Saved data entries
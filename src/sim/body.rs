//! Bodies taking part in the simulation
//!
//! One moving body (the ball) and any number of static bodies (bricks and
//! the player). Walls are not bodies: the screen edges are handled by the
//! boundary check instead.

use glam::Vec2;
use serde::{Deserialize, Serialize};

/// Stable identity of a static body (index into the body arena)
#[derive(Debug, Clone, Copy, PartialEq, Eq, PartialOrd, Ord, Hash, Serialize, Deserialize)]
pub struct BodyId(pub u32);

/// Velocity axis picked for inversion
#[derive(Debug, Clone, Copy, PartialEq, Eq, Serialize, Deserialize)]
pub enum Axis {
    X,
    Y,
}

impl Axis {
    /// Dominant axis of a resolution vector.
    ///
    /// X only when its magnitude is strictly greater; ties resolve to Y.
    pub fn dominant(mtv: Vec2) -> Self {
        if mtv.x.abs() > mtv.y.abs() {
            Axis::X
        } else {
            Axis::Y
        }
    }
}

/// The ball
#[derive(Debug, Clone, Serialize, Deserialize)]
pub struct MovingBody {
    pub pos: Vec2,
    /// Signed velocity in pixels/second
    pub vel: Vec2,
    pub half_extents: Vec2,
    /// Nominal speed assigned at serve, reused on boundary crossings
    pub reference_vel: Vec2,
}

impl MovingBody {
    /// A circular body at rest
    pub fn circle(pos: Vec2, radius: f32, reference_vel: Vec2) -> Self {
        Self {
            pos,
            vel: Vec2::ZERO,
            half_extents: Vec2::splat(radius),
            reference_vel,
        }
    }

    /// Collision radius (bodies are round, so either extent works)
    #[inline]
    pub fn radius(&self) -> f32 {
        self.half_extents.x
    }

    #[inline]
    pub fn left(&self) -> f32 {
        self.pos.x - self.half_extents.x
    }

    #[inline]
    pub fn right(&self) -> f32 {
        self.pos.x + self.half_extents.x
    }

    #[inline]
    pub fn top(&self) -> f32 {
        self.pos.y - self.half_extents.y
    }

    /// Assign the reference velocity (the serve)
    pub fn serve(&mut self) {
        self.vel = self.reference_vel;
    }

    /// Advance position by velocity
    pub fn integrate(&mut self, dt: f32) {
        self.pos += self.vel * dt;
    }

    /// Negate one velocity component
    pub fn invert(&mut self, axis: Axis) {
        match axis {
            Axis::X => self.vel.x = -self.vel.x,
            Axis::Y => self.vel.y = -self.vel.y,
        }
    }
}

/// What a static body is
#[derive(Debug, Clone, Copy, PartialEq, Eq, Serialize, Deserialize)]
pub enum BodyKind {
    /// Destroyed on contact; colour is 0xRRGGBB
    Brick { color: u32 },
    /// Player-controlled sprite, never destroyed
    Player,
}

/// An axis-aligned rectangular body
#[derive(Debug, Clone, Serialize, Deserialize)]
pub struct StaticBody {
    pub kind: BodyKind,
    /// Centre position
    pub pos: Vec2,
    pub half_extents: Vec2,
}

impl StaticBody {
    pub fn brick(pos: Vec2, size: Vec2, color: u32) -> Self {
        Self {
            kind: BodyKind::Brick { color },
            pos,
            half_extents: size / 2.0,
        }
    }

    pub fn player(pos: Vec2, size: Vec2) -> Self {
        Self {
            kind: BodyKind::Player,
            pos,
            half_extents: size / 2.0,
        }
    }

    /// Bricks are eliminable, everything else survives contact
    pub fn is_eliminable(&self) -> bool {
        matches!(self.kind, BodyKind::Brick { .. })
    }

    pub fn min(&self) -> Vec2 {
        self.pos - self.half_extents
    }

    pub fn max(&self) -> Vec2 {
        self.pos + self.half_extents
    }
}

Goal of the exercise: For the string "else", filter the data and copy out each line where it occurs.

Solved exercise:
        } else {
    /// Bricks are eliminable, everything else survives contact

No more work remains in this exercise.